Tasmanian child safety officials held a meeting yesterday after the ABC’s story was published and said a new case worker would be assigned to Ashley’s child.
But this morning, Ashley said staff told her she would not get a new case worker because “they’re at capacity and don’t have staff”.
Then, this afternoon, she was told her child and her mother had been moved to another location while the department worked through the situation.
Ashley has previously told of how child safety in Tasmania advised her to sign over her parental rights more than a decade ago when she awoke from a coma and struggled to look after herself. She had also previously struggled with mental health issues triggered by an abusive relationship.
“When I was told to sign the kids over, I was not fit and well to sign any court documents or any legal documents,” she said.

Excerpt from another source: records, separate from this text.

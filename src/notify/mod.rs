// src/notify/mod.rs
//! Outbound notification channels (Discord, Slack, email).
//!
//! Each channel implements [`Notifier`]. The [`NotifierRegistry`] maps the
//! notify-type [`ActionType`]s onto configured channels; a channel whose
//! credentials are absent from the environment is simply not registered.

pub mod discord;
pub mod email;
pub mod slack;

use std::collections::HashMap;
use std::sync::Arc;

use anyhow::Result;
use async_trait::async_trait;
use chrono::{DateTime, Utc};

use crate::dispatch::ActionType;
use crate::matcher::Match;

pub use discord::DiscordNotifier;
pub use email::EmailSender;
pub use slack::SlackNotifier;

/// What a channel renders for one matched entry.
#[derive(Debug, Clone, PartialEq)]
pub struct NotificationEvent {
    pub rule: String,
    pub title: String,
    pub link: String,
    pub source: String,
    pub confidence: f32,
    pub keywords: Vec<String>,
    pub snippet: String,
    pub ts: DateTime<Utc>,
}

impl From<&Match> for NotificationEvent {
    fn from(m: &Match) -> Self {
        Self {
            rule: m.rule.clone(),
            title: m.entry_title.clone(),
            link: m.entry_link.clone(),
            source: m.source.clone(),
            confidence: m.confidence,
            keywords: m.matched_keywords.clone(),
            snippet: m.snippet.clone(),
            ts: m.matched_at,
        }
    }
}

impl NotificationEvent {
    /// One-line summary shared by the plain-text channels.
    pub fn headline(&self) -> String {
        format!(
            "[{}] {} ({:.0}% via {})",
            self.rule,
            self.title,
            self.confidence * 100.0,
            self.source
        )
    }
}

#[async_trait]
pub trait Notifier: Send + Sync {
    /// Short channel name used in logs and errors.
    fn channel(&self) -> &'static str;
    async fn send(&self, ev: &NotificationEvent) -> Result<()>;
}

#[derive(Clone, Default)]
pub struct NotifierRegistry {
    by_action: HashMap<ActionType, Arc<dyn Notifier>>,
}

impl NotifierRegistry {
    pub fn new() -> Self {
        Self::default()
    }

    /// Build from DISCORD_WEBHOOK_URL, SLACK_WEBHOOK_URL and the SMTP_* /
    /// NOTIFY_EMAIL_* variables. Missing or invalid settings leave that
    /// channel unregistered.
    pub fn from_env() -> Self {
        let mut reg = Self::new();
        if let Ok(url) = std::env::var("DISCORD_WEBHOOK_URL") {
            if !url.trim().is_empty() {
                reg.register(ActionType::Discord, Arc::new(DiscordNotifier::new(url)));
            }
        }
        if let Some(slack) = SlackNotifier::from_env() {
            reg.register(ActionType::Slack, Arc::new(slack));
        }
        match EmailSender::from_env() {
            Ok(Some(email)) => reg.register(ActionType::Email, Arc::new(email)),
            Ok(None) => {}
            Err(e) => tracing::warn!(error = %e, "email notifier disabled"),
        }
        tracing::debug!(channels = ?reg.registered(), "notifiers configured");
        reg
    }

    pub fn register(&mut self, action: ActionType, notifier: Arc<dyn Notifier>) {
        self.by_action.insert(action, notifier);
    }

    pub fn get(&self, action: ActionType) -> Option<&Arc<dyn Notifier>> {
        self.by_action.get(&action)
    }

    pub fn registered(&self) -> Vec<ActionType> {
        let mut v: Vec<_> = self.by_action.keys().copied().collect();
        v.sort_by_key(|a| a.as_str());
        v
    }
}
//! Handler for the registration endpoint.

use axum::{Json, body::Bytes, extract::State};

use crate::api::dto::register::{RegisterRequest, RegisterResponse};
use crate::error::AppError;
use crate::state::AppState;

/// Registers a long URL and returns its short code.
///
/// # Endpoint
///
/// `POST /register`
///
/// # Request Body
///
/// ```json
/// { "long": "https://www.google.com" }
/// ```
///
/// The body is decoded as JSON whatever `Content-Type` the client sends.
///
/// # Response
///
/// ```json
/// { "short": "ESWP9x" }
/// ```
///
/// Registering the same URL again returns the same code without writing.
///
/// # Errors
///
/// Returns 400 Bad Request if the body is not a JSON object with a `long` string.
/// Returns 500 Internal Server Error if the store fails.
pub async fn register_handler(
    State(state): State<AppState>,
    body: Bytes,
) -> Result<Json<RegisterResponse>, AppError> {
    let request: RegisterRequest = serde_json::from_slice(&body)?;

    let short = state.url_service.register(&request.long).await?;

    Ok(Json(RegisterResponse { short }))
}
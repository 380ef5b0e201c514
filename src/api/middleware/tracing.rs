//! HTTP request/response tracing middleware.

use tower_http::LatencyUnit;
use tower_http::classify::{ServerErrorsAsFailures, SharedClassifier};
use tower_http::trace::{DefaultMakeSpan, DefaultOnResponse, TraceLayer};
use tracing::Level;

/// Creates a tracing middleware for HTTP requests.
///
/// # Logging Behavior
///
/// **On Request:**
/// - Creates a span at `INFO` level with:
///   - HTTP method
///   - URI path
///   - HTTP version
///
/// **On Response:**
/// - Logs at `INFO` level with:
///   - Status code
///   - Latency in milliseconds
///
/// # Example Logs
///
/// ```text
/// INFO request{method=POST uri=/register version=HTTP/1.1}: started processing request
/// INFO request{method=GET uri=/aB3xY9 version=HTTP/1.1}: finished processing request latency=1 ms status=303
/// ```
///
/// # Integration
///
/// ```rust,ignore
/// let app = Router::new()
///     .route("/{code}", get(redirect_handler))
///     .merge(api::routes::public_routes())
///     .layer(tracing::layer());
/// ```
pub fn layer() -> TraceLayer<SharedClassifier<ServerErrorsAsFailures>> {
    TraceLayer::new_for_http()
        .make_span_with(DefaultMakeSpan::new().level(Level::INFO))
        .on_response(
            DefaultOnResponse::new()
                .level(Level::INFO)
                .latency_unit(LatencyUnit::Millis),
        )
}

Ashley’s mother became the carer of her children.
“Really late one night, my mum called me and she said, ‘I’ve got something terrible to tell you,'” Ashley said.
“My heart just sank. I thought maybe one of the kids died.”
Ashley’s mother said her oldest daughter had told her “pop” had been sexually abusing her “for a very long time”.
She went to check on her daughter.
“Her exact words were to me, ‘I’ve been hiding it for a very long time, Mum,'” she said.
Child safety warned for two years
Ashley notified child safety, who assessed the situation and found the children were safe because their grandmother’s husband — the children’s step-grandfather — had moved out.
But Ashley later found out he had moved back and continued to live in a caravan on the property.
She said child safety told her that because the man was technically not living in the house, there was no safety risk.
Ashley has regained custody of all except one of her children.
Weeks ago, another one of Ashley’s children said their step-grandfather had abused them. She reported it to Tasmania Police.
On Tuesday, Ashley told the ABC she had tried to alert child safety for two years about the situation to no avail.
“The worker I spoke to said they have enough evidence for my [child] to not be there,” she said.
“Nothing’s been done. Nothing’s been done for a very long time.
‘Just utterly unacceptable’
State opposition spokeswoman for child safety Sarah Lovell said there were “significant concerns about the safety of this child”.
“It’s absolutely not acceptable for these kinds of concerns to take two years to have any kind of response,” she said.
“We find ourselves hearing time and time again about situations like this, which any reasonable person would have very serious and significant questions about.”
Lawyer Sebastian Buscemi said there appeared to have been “complete, abject failures” in Ashley’s case.
“It’s just utterly unacceptable for there to be any delay to leave a child in a position of risk … for two years, when there are alternative placements as well, I think it’s unacceptable.
“We see time and time again in state care almost disregard of the welfare and rights of children within care.
“It suggests that the welfare and safety of children are nowhere near the top of the priority for the department.”
Tasmania’s Department of Communities said in a statement that it was “inappropriate to discuss individual case matters relating to specific children and families”.
“When concerns are raised relating to the safety and wellbeing of children and young people, the Advice and Referral Line undertakes an assessment to determine appropriate actions, including whether a referral to the Statutory Child Safety Service for direct investigation is required,” the statement read.
Earlier this week, ABC published an investigation outlining child protection failings in every state and territory.
The report relied on submissions from more than 700 people, including more than 200 current and former workers.
Since then, hundreds more have come forward with concerns about the system, and there are mounting calls for “national leadership” on the issue.
*Name has been changed for legal reasons.